* _Directions_
The required lines are those that contain "WorkerMessage"; pull them out of the data and copy them.

Records excerpted from a collection
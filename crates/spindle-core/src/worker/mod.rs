//! Isolated execution units.
//!
//! A worker is a dedicated OS thread running its own current-thread tokio
//! runtime. It shares nothing mutable with the pool: it receives
//! `PoolMessage`s on its inbox, reports `WorkerMessage`s on the shared outbox
//! and watches a shutdown flag.

mod runner;

use std::io;
use std::sync::Arc;
use std::thread;

use tokio::sync::{mpsc, watch};
use tracing::{debug, error};

use crate::domain::{Envelope, PoolMessage, WorkerId, WorkerMessage};
use crate::typed::HandlerRegistry;

/// The pool's end of a worker.
#[derive(Debug)]
pub struct WorkerLink {
    id: WorkerId,
    inbox: mpsc::UnboundedSender<PoolMessage>,
    shutdown: watch::Sender<bool>,
    thread: thread::JoinHandle<()>,
}

impl WorkerLink {
    pub fn id(&self) -> WorkerId {
        self.id
    }

    /// Returns `false` if the worker has already gone away.
    pub fn send(&self, message: PoolMessage) -> bool {
        self.inbox.send(message).is_ok()
    }

    pub fn is_alive(&self) -> bool {
        !self.thread.is_finished()
    }

    /// Signal shutdown and let the thread go.
    ///
    /// In-flight handler futures are dropped at their next await point. The
    /// thread is not joined: a handler stuck in blocking code would block the
    /// caller too.
    pub fn terminate(self) {
        let _ = self.shutdown.send(true);
        drop(self.inbox);
        debug!(worker_id = %self.id, "worker signalled to stop");
    }
}

#[cfg(test)]
impl WorkerLink {
    /// A link whose thread has already exited: it never answers.
    pub(crate) fn silent(id: WorkerId) -> Self {
        let (inbox, _) = mpsc::unbounded_channel();
        let (shutdown, _) = watch::channel(false);
        Self {
            id,
            inbox,
            shutdown,
            thread: thread::spawn(|| {}),
        }
    }
}

/// Start a worker thread. It does nothing until it receives `Initialize`.
pub fn spawn_worker(
    id: WorkerId,
    registry: Arc<HandlerRegistry>,
    outbox: mpsc::UnboundedSender<Envelope>,
) -> io::Result<WorkerLink> {
    let (inbox_tx, inbox_rx) = mpsc::unbounded_channel();
    let (shutdown_tx, shutdown_rx) = watch::channel(false);

    let thread = thread::Builder::new()
        .name(format!("spindle-{id}"))
        .spawn(move || {
            let rt = match tokio::runtime::Builder::new_current_thread()
                .enable_all()
                .build()
            {
                Ok(rt) => rt,
                Err(e) => {
                    error!(worker_id = %id, error = %e, "worker runtime failed to start");
                    let _ = outbox.send(Envelope {
                        from: id,
                        message: WorkerMessage::WorkerError {
                            error: format!("runtime: {e}"),
                        },
                    });
                    return;
                }
            };
            rt.block_on(runner::run(id, registry, inbox_rx, outbox, shutdown_rx));
        })?;

    Ok(WorkerLink {
        id,
        inbox: inbox_tx,
        shutdown: shutdown_tx,
        thread,
    })
}
use thiserror::Error;

use crate::domain::{TaskId, TaskStatus};

/// Errors returned by `TaskStore` operations.
///
/// These are ordinary values: an unknown id or an illegal transition is
/// something callers are expected to check for, not a crash.
#[derive(Debug, Clone, PartialEq, Eq, Error)]
pub enum StoreError {
    #[error("task not found: {0}")]
    NotFound(TaskId),

    #[error("invalid task spec: {0}")]
    InvalidSpec(String),

    #[error("dependency on unknown task {0}")]
    UnknownDependency(TaskId),

    #[error("task {id} cannot move from {from} to {to}")]
    InvalidTransition {
        id: TaskId,
        from: TaskStatus,
        to: TaskStatus,
    },

    #[error("dependency cycle: {0:?}")]
    DependencyCycle(Vec<TaskId>),
}

impl StoreError {
    pub fn is_not_found(&self) -> bool {
        matches!(self, StoreError::NotFound(_))
    }
}

/// Errors surfaced by `WorkerPool` control operations.
#[derive(Debug, Error)]
pub enum PoolError {
    #[error(transparent)]
    Store(#[from] StoreError),

    #[error("invalid pool config: {0}")]
    InvalidConfig(String),
}

/// Errors from snapshot persistence.
#[derive(Debug, Error)]
pub enum SnapshotError {
    #[error("snapshot io: {0}")]
    Io(#[from] std::io::Error),

    #[error("snapshot json: {0}")]
    Json(#[from] serde_json::Error),

    #[error(transparent)]
    Store(#[from] StoreError),
}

* _Answer to this exercise_
//! `PoolMessage`s on its inbox, reports `WorkerMessage`s on the shared outbox
use crate::domain::{Envelope, PoolMessage, WorkerId, WorkerMessage};
                        message: WorkerMessage::WorkerError {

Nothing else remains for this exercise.